* _Task goal_
Take each line of the records below that contains the string "SocketAddr" and copy it.
==*==
//! API Configuration Module
//!
//! Bind address and CORS settings for the HTTP surface. Core tunables
//! (thresholds, timeouts, capacities) live in `fleetsync_core::SyncConfig`.

use crate::error::{ApiError, ApiResult};
use std::net::SocketAddr;

/// Default listen host.
pub const DEFAULT_BIND_HOST: &str = "0.0.0.0";

/// Default listen port.
pub const DEFAULT_PORT: u16 = 3000;

/// HTTP surface configuration.
#[derive(Debug, Clone, PartialEq, Eq)]
pub struct ApiConfig {
    /// Host or IP to bind.
    pub bind_host: String,

    /// Port to bind.
    pub port: u16,

    /// Allowed CORS origins. Empty means allow all origins (dev mode).
    /// Example: "https://admin.example.com,https://ops.example.com"
    pub cors_origins: Vec<String>,

    /// Whether to allow credentials in CORS requests.
    pub cors_allow_credentials: bool,

    /// Max age for CORS preflight cache in seconds.
    pub cors_max_age_secs: u64,
}

impl Default for ApiConfig {
    fn default() -> Self {
        Self {
            bind_host: DEFAULT_BIND_HOST.to_string(),
            port: DEFAULT_PORT,
            cors_origins: Vec::new(),
            cors_allow_credentials: false,
            cors_max_age_secs: 86400,
        }
    }
}

impl ApiConfig {
    /// Create ApiConfig from environment variables.
    ///
    /// Environment variables:
    /// - `FLEETSYNC_API_BIND`: Host to bind (default: 0.0.0.0)
    /// - `PORT` or `FLEETSYNC_API_PORT`: Port to bind (default: 3000)
    /// - `FLEETSYNC_CORS_ORIGINS`: Comma-separated allowed origins (empty = allow all)
    /// - `FLEETSYNC_CORS_ALLOW_CREDENTIALS`: "true" or "false" (default: false)
    /// - `FLEETSYNC_CORS_MAX_AGE_SECS`: Preflight cache duration (default: 86400)
    ///
    /// An unparseable port is an error rather than a silent fallback, so a
    /// typo never binds the server somewhere unexpected.
    pub fn from_env() -> ApiResult<Self> {
        let defaults = Self::default();

        let bind_host =
            std::env::var("FLEETSYNC_API_BIND").unwrap_or_else(|_| defaults.bind_host.clone());

        let port = match std::env::var("PORT")
            .ok()
            .or_else(|| std::env::var("FLEETSYNC_API_PORT").ok())
        {
            Some(raw) => raw
                .parse::<u16>()
                .map_err(|_| ApiError::invalid_input(format!("Invalid port value: {}", raw)))?,
            None => defaults.port,
        };

        let cors_origins = std::env::var("FLEETSYNC_CORS_ORIGINS")
            .ok()
            .map(|s| parse_origins(&s))
            .unwrap_or_default();

        let cors_allow_credentials = std::env::var("FLEETSYNC_CORS_ALLOW_CREDENTIALS")
            .ok()
            .map(|s| s.to_lowercase() == "true")
            .unwrap_or(defaults.cors_allow_credentials);

        let cors_max_age_secs = std::env::var("FLEETSYNC_CORS_MAX_AGE_SECS")
            .ok()
            .and_then(|s| s.parse().ok())
            .unwrap_or(defaults.cors_max_age_secs);

        Ok(Self {
            bind_host,
            port,
            cors_origins,
            cors_allow_credentials,
            cors_max_age_secs,
        })
    }

    /// The socket address to listen on.
    pub fn bind_addr(&self) -> ApiResult<SocketAddr> {
        let addr = format!("{}:{}", self.bind_host, self.port);
        addr.parse::<SocketAddr>()
            .map_err(|e| ApiError::invalid_input(format!("Invalid bind address {}: {}", addr, e)))
    }

    /// Check if running with a restricted origin list.
    pub fn is_production(&self) -> bool {
        !self.cors_origins.is_empty()
    }
}

fn parse_origins(raw: &str) -> Vec<String> {
    raw.split(',')
        .map(|o| o.trim().to_string())
        .filter(|o| !o.is_empty())
        .collect()
}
==*==
* _Result of this task_
use std::net::SocketAddr;
    pub fn bind_addr(&self) -> ApiResult<SocketAddr> {
        addr.parse::<SocketAddr>()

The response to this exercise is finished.